Eine andere Möglichkeit ist ein Radiowecker, den die
Flensburger Firma 2wcom entwickelt hat. Auf der
UKW-Frequenz werden von Behörden ausgesandte
Warnungen wie "Schwerer Störfall im AKW Krümmel - bitte
Fenster und Türen geschlossen halten" aufgeschnappt und im
Radio- Display angezeigt.

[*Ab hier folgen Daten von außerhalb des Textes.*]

use rand::rngs::StdRng;
use rand::SeedableRng;
use tracing::info;

use crate::error::Result;
use crate::utils::Config;

#[derive(Debug, Clone, Copy, PartialEq)]
pub struct IterationRecord {
    pub iteration: usize,
    pub log_likelihood: f64,
}

/// Per-iteration pooled log-likelihood of a training run.
#[derive(Debug, Clone, Default)]
pub struct TrainingLog {
    records: Vec<IterationRecord>,
}

impl TrainingLog {

    pub fn push(&mut self, iteration: usize, log_likelihood: f64) {
        self.records.push(IterationRecord { iteration, log_likelihood });
    }

    pub fn records(&self) -> &[IterationRecord] {
        &self.records
    }

    /// Log-likelihoods recorded from position `first` onwards.
    pub fn log_likelihoods_since(&self, first: usize) -> Vec<f64> {
        self.records.iter().skip(first).map(|r| r.log_likelihood).collect()
    }

    pub fn len(&self) -> usize {
        self.records.len()
    }

    pub fn is_empty(&self) -> bool {
        self.records.is_empty()
    }
}

/// Run configuration, the training log sink and the seeded generator used
/// for LBG splits. Threaded through initialization and every EM iteration.
#[derive(Debug, Clone)]
pub struct Context {
    pub config: Config,
    log: TrainingLog,
    rng: StdRng,
}

impl Context {

    pub fn new(config: Config) -> Result<Self> {
        config.validate()?;
        let rng = StdRng::seed_from_u64(config.seed);
        Ok(Self { config, log: TrainingLog::default(), rng })
    }

    pub fn record(&mut self, iteration: usize, log_likelihood: f64) {
        info!(iteration, log_likelihood, "reestimation");
        self.log.push(iteration, log_likelihood);
    }

    pub fn log(&self) -> &TrainingLog {
        &self.log
    }

    pub fn rng(&mut self) -> &mut StdRng {
        &mut self.rng
    }
}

Auch wenn das Radio ausgeschaltet
ist, wird sofort ein energisches Signal ausgelöst. Die Firma hat
50.000 dieser Frühwarnsysteme an die schwedische
Regierung verkauft, die sie an Bewohner in der Nähe von
Atomkraftwerken ausgehändigt hat.
Auch Schleswig-Holsteins Ministerpräsident Peter Harry Carstensen (CDU) hat auf seinem
Schreibtisch zu Testzwecken ein solches Radio stehen. Es kostet zurzeit 50 Euro. "Der Wecker ist
an sich eine gute Idee. Nur ist das Land finanziell nicht in der Lage, jeden Haushalt damit
auszurüsten", erteilt Carstensen dieser Lösung eine Absage. Thomas Giebeler vom
Innenministerium meint: "Die Sirene ist nach wie vor die wirksamste Methode, die Menschen im
Katastrophenfall bis in den hintersten Winkel der Republik aus den Betten zu bekommen."